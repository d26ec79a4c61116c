/// Data layer: records, header resolution, loading, and searching.
///
/// Architecture:
/// ```text
///  price*.csv files in the scan directory
///        │
///        ▼
///   ┌──────────┐   header row → column roles
///   │  header   │
///   └──────────┘
///        │
///        ▼
///   ┌──────────┐
///   │  loader   │  rows → PriceRecord (or a SkipReason)
///   └──────────┘
///        │
///        ▼
///   ┌──────────────┐
///   │ PriceCatalog  │  Vec<PriceRecord>, ingestion order
///   └──────────────┘
///        │
///        ▼
///   ┌──────────┐
///   │  filter   │  product substring → records sorted by price per kg
///   └──────────┘
/// ```

pub mod filter;
pub mod header;
pub mod loader;
pub mod model;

•••••

● EXERCISE DETAILS
The full listing, retyped exactly, is the expected answer.

● SOLUTION TO THIS EXERCISE
repository d26ec79a4c61116c
/// Data layer: records, header resolution, loading, and searching.
///
/// Architecture:
/// ```text
///  price*.csv files in the scan directory
///        │
///        ▼
///   ┌──────────┐   header row → column roles
///   │  header   │
///   └──────────┘
///        │
///        ▼
///   ┌──────────┐
///   │  loader   │  rows → PriceRecord (or a SkipReason)
///   └──────────┘
///        │
///        ▼
///   ┌──────────────┐
///   │ PriceCatalog  │  Vec<PriceRecord>, ingestion order
///   └──────────────┘
///        │
///        ▼
///   ┌──────────┐
///   │  filter   │  product substring → records sorted by price per kg
///   └──────────┘
/// ```

pub mod filter;
pub mod header;
pub mod loader;
pub mod model;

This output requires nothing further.